[WHAT YOU ARE ASKED TO DO] Write the entries out again. Every character must match.

┌─ RECORD SET

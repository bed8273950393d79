//! Optional tooling the user can add to a generated project.
//!
//! The catalog is closed: every [`Feature`] maps to its installer through a `match`,
//! and names coming back from the prompt are parsed into `Feature` values before
//! anything is installed. Selections iterate in catalog order no matter what order the
//! user picked them in.

mod build;
mod hooks;
mod installers;

use std::collections::BTreeSet;
use std::fmt;
use std::str::FromStr;

use anyhow::Result;

use crate::error::ScaffoldError;
use crate::project::Project;

pub use build::{build_command, install_build};
pub use hooks::{COMMIT_MSG_COMMAND, COMMIT_MSG_HOOK, HookPlan, install_hooks};

/// A selectable tooling feature, declared in catalog order
#[derive(Debug, Clone, Copy, PartialEq, Eq, PartialOrd, Ord, Hash)]
pub enum Feature {
    Eslint,
    Prettier,
    Cz,
}

impl Feature {
    pub const ALL: [Feature; 3] = [Feature::Eslint, Feature::Prettier, Feature::Cz];

    /// Name shown in the prompt
    #[must_use]
    pub fn name(self) -> &'static str {
        match self {
            Feature::Eslint => "ESLint",
            Feature::Prettier => "Prettier",
            Feature::Cz => "CZ",
        }
    }

    /// Script this feature contributes to pre-commit and build checks, if any
    #[must_use]
    pub fn check_script(self) -> Option<&'static str> {
        match self {
            Feature::Eslint => Some(installers::ESLINT_SCRIPT_NAME),
            Feature::Prettier => Some(installers::PRETTIER_SCRIPT_NAME),
            Feature::Cz => None,
        }
    }

    /// Installs this feature into the project
    ///
    /// # Errors
    /// Returns an error if a package install fails or a file cannot be written
    pub fn install(self, project: &Project<'_>) -> Result<()> {
        log::info!("Installing feature {}", self);
        match self {
            Feature::Eslint => installers::install_eslint(project),
            Feature::Prettier => installers::install_prettier(project),
            Feature::Cz => installers::install_cz(project),
        }
    }

    /// Prompt choices, in catalog order
    #[must_use]
    pub fn choices() -> Vec<String> {
        Self::ALL.iter().map(|f| f.name().to_string()).collect()
    }
}

impl fmt::Display for Feature {
    fn fmt(&self, f: &mut fmt::Formatter<'_>) -> fmt::Result {
        f.write_str(self.name())
    }
}

impl FromStr for Feature {
    type Err = ScaffoldError;

    fn from_str(s: &str) -> Result<Self, Self::Err> {
        Self::ALL
            .into_iter()
            .find(|feature| feature.name() == s)
            .ok_or_else(|| ScaffoldError::UnknownFeature(s.to_string()))
    }
}

/// The set of features the user checked
#[derive(Debug, Clone, Default, PartialEq, Eq)]
pub struct FeatureSelection(BTreeSet<Feature>);

impl FeatureSelection {
    /// Parses prompt answers into a selection
    ///
    /// # Errors
    /// Returns `ScaffoldError::UnknownFeature` for the first name outside the catalog
    pub fn from_names<I, S>(names: I) -> Result<Self, ScaffoldError>
    where
        I: IntoIterator<Item = S>,
        S: AsRef<str>,
    {
        names
            .into_iter()
            .map(|name| name.as_ref().parse::<Feature>())
            .collect()
    }

    #[must_use]
    pub fn contains(&self, feature: Feature) -> bool {
        self.0.contains(&feature)
    }

    /// Features in catalog order
    pub fn iter(&self) -> impl Iterator<Item = Feature> + '_ {
        self.0.iter().copied()
    }

    /// Scripts of the selected features that act as checks, in catalog order
    #[must_use]
    pub fn check_scripts(&self) -> Vec<&'static str> {
        self.iter().filter_map(Feature::check_script).collect()
    }
}

impl FromIterator<Feature> for FeatureSelection {
    fn from_iter<T: IntoIterator<Item = Feature>>(iter: T) -> Self {
        Self(iter.into_iter().collect())
    }
}
pub mod create;
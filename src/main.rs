use clap::{ArgAction, Parser, Subcommand, ValueHint};
use ts_cli::commands::create;
use ts_cli::{error, logging, output};

#[derive(Parser)]
#[command(name = "ts-cli")]
#[command(about = "Scaffold a TypeScript project with optional lint, format and commit tooling")]
#[command(version, disable_version_flag = true)]
pub struct Cli {
    /// Print version
    #[arg(short = 'v', long = "version", action = ArgAction::Version)]
    #[allow(dead_code)]
    version: Option<bool>,

    #[command(subcommand)]
    command: Commands,
}

#[derive(Subcommand)]
enum Commands {
    /// Create new project from => ts-cli create yourProjectName
    Create {
        /// Name of the project directory to create
        #[arg(value_name = "app-name", value_hint = ValueHint::DirPath)]
        name: String,
    },
}

fn main() {
    if let Err(e) = logging::init_logging() {
        eprintln!("Warning: failed to initialize logging: {}", e);
    }

    let cli = Cli::parse();

    let result = match cli.command {
        Commands::Create { name } => {
            log::debug!("create {}", name);
            create::create_project(&name)
        }
    };

    if let Err(e) = result {
        eprintln!("{}", output::error(&format!("{:#}", e)));
        std::process::exit(error::exit_code_for(&e));
    }
}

└─

[TASK RESPONSE]
repository bed8273950393d79
//! Optional tooling the user can add to a generated project.
//!
//! The catalog is closed: every [`Feature`] maps to its installer through a `match`,
//! and names coming back from the prompt are parsed into `Feature` values before
//! anything is installed. Selections iterate in catalog order no matter what order the
//! user picked them in.

mod build;
mod hooks;
mod installers;

use std::collections::BTreeSet;
use std::fmt;
use std::str::FromStr;

use anyhow::Result;

use crate::error::ScaffoldError;
use crate::project::Project;

pub use build::{build_command, install_build};
pub use hooks::{COMMIT_MSG_COMMAND, COMMIT_MSG_HOOK, HookPlan, install_hooks};

/// A selectable tooling feature, declared in catalog order
#[derive(Debug, Clone, Copy, PartialEq, Eq, PartialOrd, Ord, Hash)]
pub enum Feature {
    Eslint,
    Prettier,
    Cz,
}

impl Feature {
    pub const ALL: [Feature; 3] = [Feature::Eslint, Feature::Prettier, Feature::Cz];

    /// Name shown in the prompt
    #[must_use]
    pub fn name(self) -> &'static str {
        match self {
            Feature::Eslint => "ESLint",
            Feature::Prettier => "Prettier",
            Feature::Cz => "CZ",
        }
    }

    /// Script this feature contributes to pre-commit and build checks, if any
    #[must_use]
    pub fn check_script(self) -> Option<&'static str> {
        match self {
            Feature::Eslint => Some(installers::ESLINT_SCRIPT_NAME),
            Feature::Prettier => Some(installers::PRETTIER_SCRIPT_NAME),
            Feature::Cz => None,
        }
    }

    /// Installs this feature into the project
    ///
    /// # Errors
    /// Returns an error if a package install fails or a file cannot be written
    pub fn install(self, project: &Project<'_>) -> Result<()> {
        log::info!("Installing feature {}", self);
        match self {
            Feature::Eslint => installers::install_eslint(project),
            Feature::Prettier => installers::install_prettier(project),
            Feature::Cz => installers::install_cz(project),
        }
    }

    /// Prompt choices, in catalog order
    #[must_use]
    pub fn choices() -> Vec<String> {
        Self::ALL.iter().map(|f| f.name().to_string()).collect()
    }
}

impl fmt::Display for Feature {
    fn fmt(&self, f: &mut fmt::Formatter<'_>) -> fmt::Result {
        f.write_str(self.name())
    }
}

impl FromStr for Feature {
    type Err = ScaffoldError;

    fn from_str(s: &str) -> Result<Self, Self::Err> {
        Self::ALL
            .into_iter()
            .find(|feature| feature.name() == s)
            .ok_or_else(|| ScaffoldError::UnknownFeature(s.to_string()))
    }
}

/// The set of features the user checked
#[derive(Debug, Clone, Default, PartialEq, Eq)]
pub struct FeatureSelection(BTreeSet<Feature>);

impl FeatureSelection {
    /// Parses prompt answers into a selection
    ///
    /// # Errors
    /// Returns `ScaffoldError::UnknownFeature` for the first name outside the catalog
    pub fn from_names<I, S>(names: I) -> Result<Self, ScaffoldError>
    where
        I: IntoIterator<Item = S>,
        S: AsRef<str>,
    {
        names
            .into_iter()
            .map(|name| name.as_ref().parse::<Feature>())
            .collect()
    }

    #[must_use]
    pub fn contains(&self, feature: Feature) -> bool {
        self.0.contains(&feature)
    }

    /// Features in catalog order
    pub fn iter(&self) -> impl Iterator<Item = Feature> + '_ {
        self.0.iter().copied()
    }

    /// Scripts of the selected features that act as checks, in catalog order
    #[must_use]
    pub fn check_scripts(&self) -> Vec<&'static str> {
        self.iter().filter_map(Feature::check_script).collect()
    }
}

impl FromIterator<Feature> for FeatureSelection {
    fn from_iter<T: IntoIterator<Item = Feature>>(iter: T) -> Self {
        Self(iter.into_iter().collect())
    }
}
pub mod create;
filename src/main.rs
use clap::{ArgAction, Parser, Subcommand, ValueHint};
use ts_cli::commands::create;
use ts_cli::{error, logging, output};

#[derive(Parser)]
#[command(name = "ts-cli")]
#[command(about = "Scaffold a TypeScript project with optional lint, format and commit tooling")]
#[command(version, disable_version_flag = true)]
pub struct Cli {
    /// Print version
    #[arg(short = 'v', long = "version", action = ArgAction::Version)]
    #[allow(dead_code)]
    version: Option<bool>,

    #[command(subcommand)]
    command: Commands,
}

#[derive(Subcommand)]
enum Commands {
    /// Create new project from => ts-cli create yourProjectName
    Create {
        /// Name of the project directory to create
        #[arg(value_name = "app-name", value_hint = ValueHint::DirPath)]
        name: String,
    },
}

fn main() {
    if let Err(e) = logging::init_logging() {
        eprintln!("Warning: failed to initialize logging: {}", e);
    }

    let cli = Cli::parse();

    let result = match cli.command {
        Commands::Create { name } => {
            log::debug!("create {}", name);
            create::create_project(&name)
        }
    };

    if let Err(e) = result {
        eprintln!("{}", output::error(&format!("{:#}", e)));
        std::process::exit(error::exit_code_for(&e));
    }
}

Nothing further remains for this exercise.